From the entries, copy each line that includes "char".
□ □ □
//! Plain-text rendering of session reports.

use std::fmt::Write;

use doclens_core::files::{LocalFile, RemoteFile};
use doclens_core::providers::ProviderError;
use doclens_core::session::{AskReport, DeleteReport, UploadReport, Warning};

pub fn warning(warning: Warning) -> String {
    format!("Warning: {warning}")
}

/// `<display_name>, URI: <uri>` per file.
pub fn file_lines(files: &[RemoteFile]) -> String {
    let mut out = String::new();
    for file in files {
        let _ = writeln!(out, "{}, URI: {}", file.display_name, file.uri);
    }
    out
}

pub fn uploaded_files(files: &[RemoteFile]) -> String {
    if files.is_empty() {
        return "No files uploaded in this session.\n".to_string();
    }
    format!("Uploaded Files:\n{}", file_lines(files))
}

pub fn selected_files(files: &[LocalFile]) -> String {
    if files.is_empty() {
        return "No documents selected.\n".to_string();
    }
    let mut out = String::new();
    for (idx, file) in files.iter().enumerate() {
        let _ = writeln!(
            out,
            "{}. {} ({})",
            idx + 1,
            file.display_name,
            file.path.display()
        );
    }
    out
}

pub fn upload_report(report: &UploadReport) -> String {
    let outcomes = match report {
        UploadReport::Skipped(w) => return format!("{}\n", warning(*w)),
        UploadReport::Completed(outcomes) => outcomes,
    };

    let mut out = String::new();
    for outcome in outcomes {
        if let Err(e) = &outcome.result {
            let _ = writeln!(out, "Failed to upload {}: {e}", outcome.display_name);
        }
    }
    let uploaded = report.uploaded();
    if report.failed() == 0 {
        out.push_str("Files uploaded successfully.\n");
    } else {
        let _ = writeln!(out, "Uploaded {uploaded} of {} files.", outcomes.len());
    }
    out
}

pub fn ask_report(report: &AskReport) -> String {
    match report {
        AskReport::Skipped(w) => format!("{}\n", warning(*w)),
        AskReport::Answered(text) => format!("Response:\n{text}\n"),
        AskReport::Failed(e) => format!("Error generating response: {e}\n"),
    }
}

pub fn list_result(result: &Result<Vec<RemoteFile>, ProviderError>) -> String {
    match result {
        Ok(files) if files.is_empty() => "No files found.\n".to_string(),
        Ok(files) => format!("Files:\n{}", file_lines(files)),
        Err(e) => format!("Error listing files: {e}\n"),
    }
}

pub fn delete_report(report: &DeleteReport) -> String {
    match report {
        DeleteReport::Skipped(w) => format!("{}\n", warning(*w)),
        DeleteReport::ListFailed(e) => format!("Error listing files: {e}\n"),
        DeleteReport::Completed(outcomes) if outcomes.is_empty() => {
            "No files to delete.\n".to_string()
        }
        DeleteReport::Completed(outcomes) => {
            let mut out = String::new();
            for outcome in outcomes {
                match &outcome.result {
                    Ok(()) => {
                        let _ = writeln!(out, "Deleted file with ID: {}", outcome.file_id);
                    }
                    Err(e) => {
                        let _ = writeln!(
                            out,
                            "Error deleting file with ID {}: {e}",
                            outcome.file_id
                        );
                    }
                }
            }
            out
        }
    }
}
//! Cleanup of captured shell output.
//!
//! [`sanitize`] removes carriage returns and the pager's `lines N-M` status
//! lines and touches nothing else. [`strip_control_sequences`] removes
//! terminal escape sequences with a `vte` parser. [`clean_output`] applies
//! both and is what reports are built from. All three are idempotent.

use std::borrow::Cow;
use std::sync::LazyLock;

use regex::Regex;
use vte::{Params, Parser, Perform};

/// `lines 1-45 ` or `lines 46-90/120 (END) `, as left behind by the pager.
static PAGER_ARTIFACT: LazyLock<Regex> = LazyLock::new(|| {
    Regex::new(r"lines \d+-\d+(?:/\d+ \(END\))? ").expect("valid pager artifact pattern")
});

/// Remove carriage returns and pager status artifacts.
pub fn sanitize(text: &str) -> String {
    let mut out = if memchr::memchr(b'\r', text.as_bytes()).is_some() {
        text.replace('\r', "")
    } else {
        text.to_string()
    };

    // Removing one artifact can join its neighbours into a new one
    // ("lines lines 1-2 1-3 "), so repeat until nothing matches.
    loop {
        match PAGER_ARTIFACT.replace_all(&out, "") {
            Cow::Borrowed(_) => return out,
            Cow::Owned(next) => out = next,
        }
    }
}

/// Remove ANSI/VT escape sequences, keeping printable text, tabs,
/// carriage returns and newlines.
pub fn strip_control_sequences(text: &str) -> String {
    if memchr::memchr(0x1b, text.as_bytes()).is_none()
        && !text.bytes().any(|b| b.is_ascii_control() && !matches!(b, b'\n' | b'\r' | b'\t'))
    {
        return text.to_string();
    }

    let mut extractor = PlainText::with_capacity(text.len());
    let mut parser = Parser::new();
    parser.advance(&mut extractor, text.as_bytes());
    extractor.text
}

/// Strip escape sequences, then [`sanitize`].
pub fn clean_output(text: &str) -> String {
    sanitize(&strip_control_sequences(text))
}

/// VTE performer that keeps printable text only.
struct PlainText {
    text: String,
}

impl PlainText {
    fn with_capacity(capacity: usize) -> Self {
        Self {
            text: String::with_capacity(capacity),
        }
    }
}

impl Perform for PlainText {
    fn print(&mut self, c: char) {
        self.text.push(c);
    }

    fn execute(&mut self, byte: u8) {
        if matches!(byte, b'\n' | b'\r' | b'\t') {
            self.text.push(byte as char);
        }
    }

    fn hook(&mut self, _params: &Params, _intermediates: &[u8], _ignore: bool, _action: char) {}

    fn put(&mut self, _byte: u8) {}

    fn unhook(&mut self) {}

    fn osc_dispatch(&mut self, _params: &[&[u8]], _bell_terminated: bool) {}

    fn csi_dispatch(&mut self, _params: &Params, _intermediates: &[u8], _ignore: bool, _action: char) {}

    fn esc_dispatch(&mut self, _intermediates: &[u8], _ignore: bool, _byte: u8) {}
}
□ □ □
(Response to this exercise)
    fn print(&mut self, c: char) {
            self.text.push(byte as char);
    fn hook(&mut self, _params: &Params, _intermediates: &[u8], _ignore: bool, _action: char) {}
    fn csi_dispatch(&mut self, _params: &Params, _intermediates: &[u8], _ignore: bool, _action: char) {}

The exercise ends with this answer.